From the entries below, report how many lines contain the string "GatewayConfig". Only the number is wanted.
+++ Given records
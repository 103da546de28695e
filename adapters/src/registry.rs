//! Adapter registry
//!
//! Built once at startup. Adapters whose construction or warm up failed are
//! kept as failed slots so that resolving them reports the original cause.

use crate::banks::{ItauAdapter, JpMorganAdapter, StoneAdapter};
use crate::certificate::CertificateProvider;
use crate::config::GatewayConfig;
use crate::connector::BankAdapter;
use crate::{Error, Result};
use boleto_core::taxonomy::{classify, codes, generic_errors_map, INTERNAL_ERROR_MESSAGE};
use boleto_core::{BankNumber, BoletoRequest, BoletoResponse, ErrorsMap, RegistrationOutcome};
use std::collections::HashMap;
use std::sync::Arc;
use std::time::Instant;
use tracing::{error, info, warn};
use uuid::Uuid;

enum Slot {
    Ready(Arc<dyn BankAdapter>),
    Failed(String),
}

/// Bank number to adapter
pub struct AdapterRegistry {
    slots: HashMap<BankNumber, Slot>,
    generic: ErrorsMap,
}

impl AdapterRegistry {
    /// Empty registry
    pub fn new() -> Self {
        Self {
            slots: HashMap::new(),
            generic: generic_errors_map(),
        }
    }

    /// Construct and warm up every supported adapter
    pub fn build(config: &GatewayConfig, certificates: Arc<dyn CertificateProvider>) -> Self {
        let mut registry = Self::new();

        let adapters: Vec<Arc<dyn BankAdapter>> = vec![
            Arc::new(JpMorganAdapter::new(config, certificates.clone())),
            Arc::new(StoneAdapter::new(config, certificates.clone())),
            Arc::new(ItauAdapter::new(config, certificates)),
        ];

        for adapter in adapters {
            let bank = adapter.bank_number();
            match adapter.warm_up() {
                Ok(()) => {
                    info!(bank = adapter.bank_name_integration(), "Adapter ready");
                    registry.slots.insert(bank, Slot::Ready(adapter));
                }
                Err(e) => {
                    error!(bank = adapter.bank_name_integration(), error = %e, "Adapter unavailable");
                    registry.slots.insert(bank, Slot::Failed(e.to_string()));
                }
            }
        }

        registry
    }

    /// Add or replace an adapter
    pub fn register(&mut self, adapter: Arc<dyn BankAdapter>) {
        self.slots.insert(adapter.bank_number(), Slot::Ready(adapter));
    }

    /// Adapter for `bank`
    pub fn resolve(&self, bank: BankNumber) -> Result<Arc<dyn BankAdapter>> {
        match self.slots.get(&bank) {
            Some(Slot::Ready(adapter)) => Ok(adapter.clone()),
            Some(Slot::Failed(reason)) => Err(Error::AdapterUnavailable {
                bank: bank.to_string(),
                reason: reason.clone(),
            }),
            None => Err(Error::UnsupportedAdapter(bank.to_string())),
        }
    }

    /// Banks with a ready adapter
    pub fn ready_banks(&self) -> Vec<BankNumber> {
        let mut banks: Vec<BankNumber> = self
            .slots
            .iter()
            .filter(|(_, slot)| matches!(slot, Slot::Ready(_)))
            .map(|(bank, _)| *bank)
            .collect();
        banks.sort_by_key(|bank| bank.code());
        banks
    }

    /// Register one boleto and classify the result for the client
    pub async fn register_boleto(&self, mut request: BoletoRequest) -> RegistrationOutcome {
        let attempt = Uuid::new_v4();
        let bank = request.bank_number;
        let start = Instant::now();

        info!(attempt = %attempt, bank = %bank, "Registration started");

        let bank_name = bank.to_string();
        let (response, adapter) = match self.resolve(bank) {
            Ok(adapter) => {
                let response = match adapter.process_boleto(&mut request).await {
                    Ok(response) => response,
                    Err(e) => error_response(&attempt, &bank_name, e),
                };
                (response, Some(adapter))
            }
            Err(e) => (error_response(&attempt, &bank_name, e), None),
        };

        let bank_errors = adapter.as_ref().and_then(|adapter| adapter.errors_map());
        let outcome = classify(&bank_name, response, bank_errors, &self.generic);

        info!(
            attempt = %attempt,
            bank = %bank_name,
            status = outcome.status.as_u16(),
            elapsed_ms = start.elapsed().as_millis() as u64,
            "Registration finished"
        );

        outcome
    }
}

impl Default for AdapterRegistry {
    fn default() -> Self {
        Self::new()
    }
}

impl std::fmt::Debug for AdapterRegistry {
    fn fmt(&self, f: &mut std::fmt::Formatter<'_>) -> std::fmt::Result {
        f.debug_struct("AdapterRegistry")
            .field("ready", &self.ready_banks())
            .field("slots", &self.slots.len())
            .finish()
    }
}

/// Canonical response for an internal failure
fn error_response(attempt: &Uuid, bank: &str, e: Error) -> BoletoResponse {
    match e {
        Error::Timeout { .. } | Error::Connection(_) => {
            warn!(attempt = %attempt, bank = bank, error = %e, "Bank unreachable");
            BoletoResponse::from_error(codes::MP_TIMEOUT, e.to_string()).with_status_code(504)
        }
        Error::Ticket(message) => {
            warn!(attempt = %attempt, bank = bank, message = %message, "Ticket refused");
            BoletoResponse::from_error(codes::MP_TICKET, message)
        }
        Error::UnparseableResponse { status, body, .. } => {
            error!(attempt = %attempt, bank = bank, status = status, body = %body, "Unparseable bank response");
            BoletoResponse::from_error(codes::MP500, INTERNAL_ERROR_MESSAGE).with_status_code(status)
        }
        other => {
            error!(attempt = %attempt, bank = bank, error = %other, "Registration failed");
            BoletoResponse::from_error(codes::MP500, INTERNAL_ERROR_MESSAGE)
        }
    }
}
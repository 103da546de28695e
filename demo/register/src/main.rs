// Register Demo - Sends one boleto request file through the adapter registry
//
// Usage: register-boleto <request.json>
// MOCK_BANKS=1 plus BOLETO_GATEWAY_URLS__* point the adapters at sandboxes.

use anyhow::{anyhow, bail, Context, Result};
use boleto_adapters::telemetry::init_tracing;
use boleto_adapters::{AdapterRegistry, FileCertificateProvider, GatewayConfig};
use boleto_core::{BoletoRequest, StatusClass};
use colored::Colorize;
use serde_json::json;
use std::env;
use std::fs;
use std::sync::Arc;
use tracing::info;

#[tokio::main]
async fn main() -> Result<()> {
    let path = env::args()
        .nth(1)
        .context("usage: register-boleto <request.json>")?;

    let config = GatewayConfig::from_env().context("failed to load gateway configuration")?;
    config.validate().map_err(|e| anyhow!(e))?;

    init_tracing(env::var("LOG_FORMAT").map(|f| f == "json").unwrap_or(false));
    info!(mock_mode = config.mock_mode, "Gateway configuration loaded");

    let raw = fs::read_to_string(&path).with_context(|| format!("failed to read {}", path))?;
    let request: BoletoRequest =
        serde_json::from_str(&raw).with_context(|| format!("invalid boleto request in {}", path))?;

    let certificates = Arc::new(FileCertificateProvider::new(config.certificates_dir.clone()));
    let registry = AdapterRegistry::build(&config, certificates);
    if registry.ready_banks().is_empty() {
        bail!("no bank adapter could be initialised");
    }

    let outcome = registry.register_boleto(request).await;

    let code = outcome.status.as_u16();
    let label = if outcome.status == StatusClass::Ok {
        code.to_string().green()
    } else {
        code.to_string().red()
    };
    eprintln!("{} {}", "Status:".bold(), label);

    let printed = json!({ "status": code, "response": outcome.response });
    println!("{}", serde_json::to_string_pretty(&printed)?);

    Ok(())
}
++++++
__Response below__. 4